What a dumb question. I cracked an eye at her. My sister looked beautiful, I noted with a grudging pride. She’d copied a style from a magazine. Soft hair floated onto her cheeks.
“Are you okay?” I asked her.
Her smile faltered. “It was wonderful. But he had to leave me; I think it was my fault? I couldn’t hold him. I started thinking my own thoughts again.” She looked at me with a face I didn’t understand, and I hated her new ghost, whoever he was. Was this guy just going to live inside her forever? Could she possibly want that?
“Good! I’m glad that guy is gone. Do you feel better now? Is it like climbing out of the Gator Pit? It sounds like waking up.”
But she shook her head sharply and I felt pained now, too, like I was the one hurting her. Ossie’s hurt was an airborne virus, it could travel at you fast as a sneeze.
“I’m sorry, Ossie. Don’t be like that.”
“You don’t understand, Ava.” She pushed at her hair. “That’s okay. Maybe in a few years you will. It’s not like waking up. I was awake before. We were together, and now he’s gone.”
I got up on my elbows in the bed.
“Kiwi says your boyfriend’s not real. Or he’s real, but he’s some Loomis kid you’re meeting up with in the woods.”
We stared at each other across the channel between our two beds.
“I won’t tell anybody, I swear. Is he older than you, this guy?” I paused, running down the list of boys with heartbeats who we knew. “Is it Gus Waddell? It’s not Cubby, is it?”

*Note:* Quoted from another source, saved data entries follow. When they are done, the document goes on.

pub mod auth_service;
pub mod inquiry_service;
pub mod order_service;
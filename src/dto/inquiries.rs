use chrono::{DateTime, Utc};
use serde::{Deserialize, Serialize};
use utoipa::ToSchema;
use uuid::Uuid;

use crate::dto::orders::OrderOwner;
use crate::negotiation::inquiry::InquiryDoc;
use crate::negotiation::PricePoint;

#[derive(Debug, Deserialize, ToSchema)]
pub struct CreateInquiryRequest {
    pub items: Vec<InquiryItemRequest>,
    pub note: Option<String>,
}

#[derive(Debug, Deserialize, ToSchema)]
#[serde(rename_all = "camelCase")]
pub struct InquiryItemRequest {
    pub product_id: Uuid,
    #[serde(default)]
    pub quantity: f64,
    pub unit: Option<String>,
    pub notes: Option<String>,
}

#[derive(Debug, Deserialize, ToSchema)]
#[serde(rename_all = "camelCase")]
pub struct InquiryMessageRequest {
    pub body: Option<String>,
    pub price_proposal: Option<f64>,
}

#[derive(Debug, Deserialize, ToSchema)]
pub struct AgreeRequest {
    #[serde(default)]
    pub agreements: Vec<PricePoint>,
}

#[derive(Debug, Serialize, ToSchema)]
#[serde(rename_all = "camelCase")]
pub struct InquiryView {
    pub id: Uuid,
    #[serde(skip_serializing_if = "Option::is_none")]
    pub owner: Option<OrderOwner>,
    #[serde(flatten)]
    pub doc: InquiryDoc,
    pub created_at: DateTime<Utc>,
    pub updated_at: DateTime<Utc>,
}

#[derive(Debug, Serialize, ToSchema)]
pub struct InquiryList {
    pub items: Vec<InquiryView>,
}
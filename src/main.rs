use axum::{
    Json, Router,
    http::{HeaderName, Request, Response, StatusCode, Uri},
    routing::get,
};
use tower::limit::ConcurrencyLimitLayer;
use tower_http::limit::RequestBodyLimitLayer;
use tower_http::request_id::{MakeRequestUuid, PropagateRequestIdLayer, SetRequestIdLayer};
use tower_http::trace::TraceLayer;
use tracing_subscriber::{layer::SubscriberExt, util::SubscriberInitExt};

use std::{net::SocketAddr, time::Duration};

use marketplace_api::{
    config::AppConfig,
    db::{create_orm_conn, create_pool},
    response::{ApiResponse, Meta},
    routes::{create_api_router, doc::scalar_docs, health},
    state::AppState,
};

#[tokio::main]
async fn main() -> anyhow::Result<()> {
    dotenvy::dotenv().ok();
    tracing_subscriber::registry()
        .with(
            tracing_subscriber::EnvFilter::try_from_default_env()
                .unwrap_or_else(|_| "info,marketplace_api=debug".into()),
        )
        .with(tracing_subscriber::fmt::layer())
        .init();

    let config = AppConfig::from_env()?;
    let pool = create_pool(&config.database_url).await?;
    let orm = create_orm_conn(&config.database_url).await?;

    sqlx::migrate!("./migrations").run(&pool).await?;

    let state = AppState { pool, orm };

    let api_router = create_api_router();
    let concurrency_limit_layer = ConcurrencyLimitLayer::new(100);

    let request_id_header = HeaderName::from_static("x-request-id");
    let trace_layer = TraceLayer::new_for_http()
        .make_span_with(|request: &Request<_>| {
            let request_id = request
                .headers()
                .get("x-request-id")
                .and_then(|value| value.to_str().ok())
                .unwrap_or("-");
            tracing::info_span!(
                "http_request",
                method = %request.method(),
                uri = %request.uri(),
                request_id = %request_id
            )
        })
        .on_request(|request: &Request<_>, _span: &tracing::Span| {
            let request_id = request
                .headers()
                .get("x-request-id")
                .and_then(|value| value.to_str().ok())
                .unwrap_or("-");
            tracing::info!(
                request_id = %request_id,
                method = %request.method(),
                uri = %request.uri(),
                "request started"
            );
        })
        .on_response(|response: &Response<_>, latency: Duration, _span: &tracing::Span| {
            tracing::info!(
                status = %response.status(),
                ms = %latency.as_millis(),
                "request finished"
            );
        });

    let app = Router::new()
        .route("/health", get(health::health_check))
        .nest("/api", api_router)
        .merge(scalar_docs())
        .fallback(not_found)
        .layer(trace_layer)
        .layer(PropagateRequestIdLayer::new(request_id_header.clone()))
        .layer(SetRequestIdLayer::new(request_id_header, MakeRequestUuid))
        .layer(RequestBodyLimitLayer::new(1024 * 1024))
        .layer(concurrency_limit_layer)
        .with_state(state);

    let addr = SocketAddr::from((config.host.parse::<std::net::IpAddr>()?, config.port));
    tracing::info!("listening on {}", addr);

    axum::serve(tokio::net::TcpListener::bind(addr).await?, app).await?;

    Ok(())
}

async fn not_found(uri: Uri) -> (StatusCode, Json<ApiResponse<serde_json::Value>>) {
    let body = ApiResponse::success(
        "Not Found",
        serde_json::json!({ "path": uri.path() }),
        Some(Meta::empty()),
    );
    (StatusCode::NOT_FOUND, Json(body))
}
pub mod audit;
pub mod config;
pub mod db;
pub mod dto;
pub mod entity;
pub mod error;
pub mod middleware;
pub mod models;
pub mod negotiation;
pub mod response;
pub mod routes;
pub mod services;
pub mod state;
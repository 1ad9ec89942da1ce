use anyhow::Result;
use sea_orm::{ConnectionTrait, Database, DatabaseConnection, Statement};
use sqlx::postgres::PgPoolOptions;
use std::path::PathBuf;
use tokio::fs;

pub type DbPool = sqlx::PgPool;
pub type OrmConn = DatabaseConnection;

/// Create the sqlx pool used for catalog, auth and audit queries.
pub async fn create_pool(database_url: &str) -> Result<DbPool> {
    let pool = PgPoolOptions::new()
        .max_connections(10)
        .connect(database_url)
        .await?;
    Ok(pool)
}

/// Create the SeaORM connection used by the order/inquiry document services.
pub async fn create_orm_conn(database_url: &str) -> Result<OrmConn> {
    let conn = Database::connect(database_url).await?;
    Ok(conn)
}

/// Minimal migration runner that executes SQL files in `migrations/` in filename order.
pub async fn run_migrations(conn: &DatabaseConnection) -> Result<()> {
    let mut entries = fs::read_dir("migrations").await?;
    let mut files: Vec<PathBuf> = Vec::new();
    while let Some(entry) = entries.next_entry().await? {
        let path = entry.path();
        if path.is_file() {
            files.push(path);
        }
    }
    files.sort();

    let backend = conn.get_database_backend();
    for file in files {
        let sql = fs::read_to_string(&file).await?;
        // Postgres prepared statements cannot contain multiple commands,
        // so split the migration file and run each statement individually.
        for stmt in sql.split(';') {
            let stmt = stmt.trim();
            if stmt.is_empty() {
                continue;
            }
            let statement = format!("{stmt};");
            conn.execute(Statement::from_string(backend, statement))
                .await?;
        }
    }

    Ok(())
}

“Oh, well shoot , Ava!” she laughed, flopping back on her mattress. “Yes, he’s much older than me. He’s not some Loomis kid, either. Cubby Wallach, oof. ” She scrunched her face in a way to further underscore: Not. Cubby. “Cubby’s just some kid. My boyfriend is a dredgeman from Clarinda, Iowa.”
Her fist contracted into an abacus. She counted knuckles for a while.
“I guess if he’d lived he’d be Grandpa’s age. But he still looks like he did the day he died.”
“Oh.” I frowned up at her. “That’s lucky, I guess.”
She leaned in and patted my head. “Good night, Ava,” she whispered.
“Good morning , you mean.” This was the fat cherry on the whole crappy sundae because it was obviously morning — the skies were pinking up behind the kapok.
“Not for me. I’m exhausted, Ava. The Spiritist Telegraph says some Spiritists sleep for a week after a possession, but I’m going to set the alarm for lunchtime.”
“Mmnh.” I mummied myself in the bedspread. Osceola could sleep forever, for all I cared. Fine by me. I would save the park by myself. I had important training to do with my red Seth.
“Okay. Getting into bed now.” But she sat on the edge of my bed instead. “Listen, I’m sorry I left without telling you. There’s a secret I have to keep for someone. Don’t worry, okay?”
I did my best to inhale like a sleeping person.
“Hey, chickee, I do wish I could tell you,” she mumbled sadly somewhere above my head, the mattress sagging with her weight, “what’s happening to me …”
Two thirty a.m., about ten days after the Chief’s depature: I walked downstairs to investigate an animal rumbling in the kitchen and found my sister gorging on a lump of cauliflower — there was nothing left to eat, she said, and she was ravenous . Swamp rats could not have cleaned out our pantry more thoroughly. I saw an apple core, broken spaghetti, six cola cans. Her lipstick had left a glossy print on the plastic we kept our bread in. She’d sucked the stick of butter into a little fang. “What the heck are you doing?”